• WORK TASK: Every line below that has "effort" in it should be copied.

══ RECORDS FOR THE TASK

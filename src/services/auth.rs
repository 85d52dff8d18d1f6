// Auth Service - registration, login and session lifecycle
//
// Thin wrapper over the identity gateway. Credentials and tokens live in the
// external provider; this service adds validation and the user lifecycle
// events that drive onboarding. A provider failure on register/login fails
// the call and emits nothing; logout stays best-effort and always emits.

use std::sync::Arc;

use crate::error::{Result, WalletError};
use crate::events::{EventBus, EventEnvelope, EventType, UserEventPayload};
use crate::identity::{IdentityClient, TokenPair};
use crate::validation;

pub struct AuthService {
    identity: Arc<IdentityClient>,
    bus: Arc<EventBus>,
}

/// Outcome of a successful registration.
#[derive(Debug, Clone)]
pub struct RegisteredUser {
    pub user_id: String,
    pub username: String,
    pub email: String,
}

impl AuthService {
    pub fn new(identity: Arc<IdentityClient>, bus: Arc<EventBus>) -> Self {
        Self { identity, bus }
    }

    /// Create the user principal at the identity provider and emit
    /// USER_REGISTERED to start the onboarding chain.
    pub async fn register(
        &self,
        username: &str,
        email: &str,
        password: &str,
    ) -> Result<RegisteredUser> {
        validation::validate_username(username)?;
        validation::validate_email(email)?;
        validation::validate_password(password)?;

        let subject = self.identity.create_user(username, email, password).await?;
        tracing::info!("Registered user {} as subject {}", username, subject);

        self.publish_user_event(
            EventType::UserRegistered,
            &subject,
            username,
            Some(email),
            "register",
        )
        .await;

        Ok(RegisteredUser {
            user_id: subject,
            username: username.to_string(),
            email: email.to_string(),
        })
    }

    /// Password grant. The subject is resolved from the username so the
    /// login event can be keyed correctly.
    pub async fn login(&self, username: &str, password: &str) -> Result<TokenPair> {
        if username.is_empty() || password.is_empty() {
            return Err(WalletError::InvalidCredentials);
        }

        let tokens = self.identity.password_grant(username, password).await?;

        let subject = self.identity.find_subject(username).await?;
        tracing::debug!("Login for subject {}", subject);

        self.publish_user_event(EventType::UserLogin, &subject, username, None, "login")
            .await;

        Ok(tokens)
    }

    /// Exchange a refresh token. Emits no events.
    pub async fn refresh(&self, refresh_token: &str) -> Result<TokenPair> {
        if refresh_token.is_empty() {
            return Err(WalletError::InvalidInput("Refresh token is required".into()));
        }

        self.identity.refresh(refresh_token).await
    }

    /// Revoke the subject's sessions. Downstream failure is logged, not
    /// surfaced; USER_LOGOUT is emitted either way.
    pub async fn logout(&self, subject: &str) -> Result<()> {
        if let Err(e) = self.identity.logout(subject).await {
            tracing::warn!("Best-effort logout for {} failed downstream: {}", subject, e);
        }

        self.publish_user_event(EventType::UserLogout, subject, "", None, "logout")
            .await;

        Ok(())
    }

    async fn publish_user_event(
        &self,
        event_type: EventType,
        subject: &str,
        username: &str,
        email: Option<&str>,
        action: &str,
    ) {
        let payload = UserEventPayload {
            user_id: subject.to_string(),
            username: username.to_string(),
            email: email.map(str::to_string),
        };

        let envelope = match EventEnvelope::new(event_type, subject, &payload) {
            Ok(envelope) => envelope.with_action(action),
            Err(e) => {
                tracing::error!("Failed to build {} event: {}", event_type.as_str(), e);
                return;
            }
        };

        if let Err(e) = self.bus.publish(envelope).await {
            tracing::warn!(
                "Failed to publish {} for subject {}: {}",
                event_type.as_str(),
                subject,
                e
            );
        }
    }
}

════

• SOLUTION TO THIS TASK:
// the call and emits nothing; logout stays best-effort and always emits.
            tracing::warn!("Best-effort logout for {} failed downstream: {}", subject, e);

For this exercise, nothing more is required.